The past two years had been of great chaos for SingPost as it endured a significant management upheaval, a special audit, massive impairment of an overseas acquisition and adjustment of a long-standing company dividend policy. For a country that prides itself of being world-class efficient, the mess in Singapore’s national postman certainly raised a lot of eyebrows among concerned investors.
On looking back, the appointment of Dr Wolfgang Baier as CEO back in 2011 could be a knee-jerk attempt to re-invent the mailing company into an e-commerce company in light of consistently falling revenue from domestic mails. His appointment was itself surprising given his young age and the perceived lack of C-suite experience.

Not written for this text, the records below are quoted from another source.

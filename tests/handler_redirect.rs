mod common;

use axum::http::StatusCode;
use chrono::Duration;

#[tokio::test]
async fn test_redirect_success() {
    let (server, _clock, _rx) = common::make_server();

    common::create_link(&server, "https://example.com/target", None, Some("go1")).await;

    let response = server.get("/go1").await;

    assert_eq!(response.status_code(), StatusCode::FOUND);
    assert_eq!(response.header("location"), "https://example.com/target");
}

#[tokio::test]
async fn test_redirect_not_found() {
    let (server, _clock, _rx) = common::make_server();

    let response = server.get("/nothere").await;

    response.assert_status_not_found();

    let json = response.json::<serde_json::Value>();
    assert_eq!(json["error"]["code"], "not_found");
    assert_eq!(json["error"]["details"]["shortcode"], "nothere");
}

#[tokio::test]
async fn test_redirect_expired_is_gone() {
    let (server, clock, _rx) = common::make_server();

    common::create_link(&server, "https://example.com", Some(1), Some("brief")).await;

    clock.advance(Duration::seconds(30));
    assert_eq!(server.get("/brief").await.status_code(), StatusCode::FOUND);

    clock.advance(Duration::seconds(31));
    let response = server.get("/brief").await;

    assert_eq!(response.status_code(), StatusCode::GONE);
    let json = response.json::<serde_json::Value>();
    assert_eq!(json["error"]["code"], "expired");

    // Stays gone on repeat requests.
    assert_eq!(server.get("/brief").await.status_code(), StatusCode::GONE);
}

#[tokio::test]
async fn test_redirect_records_click_details() {
    let (server, _clock, _rx) = common::make_server();

    common::create_link(&server, "https://example.com", None, Some("track")).await;

    server
        .get("/track")
        .add_header("User-Agent", "Mozilla/5.0")
        .add_header("Referer", "https://news.example.org/")
        .await;
    server.get("/track").await;

    let json = server.get("/stats/track").await.json::<serde_json::Value>();

    assert_eq!(json["clicks"], 2);
    let history = json["clickHistory"].as_array().unwrap();
    assert_eq!(history.len(), 2);

    assert_eq!(history[0]["userAgent"], "Mozilla/5.0");
    assert_eq!(history[0]["referrer"], "https://news.example.org/");
    assert_eq!(history[1]["userAgent"], "unknown");
    assert_eq!(history[1]["referrer"], "direct");
}

#[tokio::test]
async fn test_failed_redirect_records_nothing() {
    let (server, clock, _rx) = common::make_server();

    common::create_link(&server, "https://example.com", Some(1), Some("late")).await;
    clock.advance(Duration::minutes(2));

    server.get("/late").await;

    // Same code, fresh record: no clicks carried over from the expired one.
    common::create_link(&server, "https://example.com/new", None, Some("late")).await;
    let json = server.get("/stats/late").await.json::<serde_json::Value>();
    assert_eq!(json["clicks"], 0);
    assert_eq!(json["originalUrl"], "https://example.com/new");
}
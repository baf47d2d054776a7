//! Handler for the link creation endpoint.

use axum::{Json, extract::State, extract::rejection::JsonRejection, http::StatusCode};
use validator::Validate;

use crate::api::dto::shorten::{ShortenRequest, ShortenResponse};
use crate::error::AppError;
use crate::state::AppState;

/// Creates a short link.
///
/// # Endpoint
///
/// `POST /shorturls`
///
/// # Request Body
///
/// ```json
/// {
///   "url": "https://example.com",
///   "validity": 30,        // optional, minutes
///   "shortcode": "abc123"  // optional
/// }
/// ```
///
/// # Response
///
/// `201 Created`
///
/// ```json
/// {
///   "shortLink": "http://localhost:5000/abc123",
///   "expiry": "2025-01-01T12:30:00Z"
/// }
/// ```
///
/// # Errors
///
/// Returns 400 Bad Request for malformed bodies, invalid input, or a
/// shortcode that is already in use.
pub async fn shorten_handler(
    State(state): State<AppState>,
    payload: Result<Json<ShortenRequest>, JsonRejection>,
) -> Result<(StatusCode, Json<ShortenResponse>), AppError> {
    let Json(payload) = payload?;
    payload.validate()?;

    let created = state.link_service.create_short_link(
        payload.url.as_deref(),
        payload.validity,
        payload.shortcode.as_deref(),
    )?;

    Ok((
        StatusCode::CREATED,
        Json(ShortenResponse {
            short_link: created.short_link,
            expiry: created.expires_at,
        }),
    ))
}
//! Background task that evicts expired records.
//!
//! Correctness never depends on this task: every registry read re-checks
//! expiry. The sweep only bounds memory held by records nobody reads again.

use std::sync::Arc;
use std::time::Duration;

use tokio::sync::watch;
use tokio::time::MissedTickBehavior;
use tracing::{debug, info};

use super::registry::Registry;

/// Periodically calls [`Registry::purge_expired`] until `shutdown` flips to `true`
/// or its sender is dropped.
///
/// The first sweep runs one full `period` after start.
pub async fn run_expiry_sweeper(
    registry: Arc<Registry>,
    period: Duration,
    mut shutdown: watch::Receiver<bool>,
) {
    let mut ticker = tokio::time::interval_at(tokio::time::Instant::now() + period, period);
    ticker.set_missed_tick_behavior(MissedTickBehavior::Delay);

    info!(period_secs = period.as_secs(), "Expiry sweeper started");

    loop {
        tokio::select! {
            _ = ticker.tick() => {
                let removed = registry.purge_expired();
                if removed > 0 {
                    info!(removed, "Swept expired short codes");
                } else {
                    debug!("Expiry sweep found nothing to remove");
                }
            }
            changed = shutdown.changed() => {
                if changed.is_err() || *shutdown.borrow() {
                    break;
                }
            }
        }
    }

    info!("Expiry sweeper stopped");
}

When Wolfgang was appointed as CEO, he was only 37 and was from a management consulting firm, McKinsey & Company. Given SingPost’s venerable standing in the industry, attracting a more experienced business leader should not be a challenge. To be frank, I have no objections to foreign talents taking on top positions in Singapore companies. However, Wolfgang lasted only four years and resigned abruptly in end 2015, leaving Mr Mervyn Lim to cover his CEO duties for one year.
During Wolfgang’s tenure, SingPost had mixed financial performance, with net profit falling from $160 million in 2011 to $141 million in 2013 and then rising to $161 million in 2015.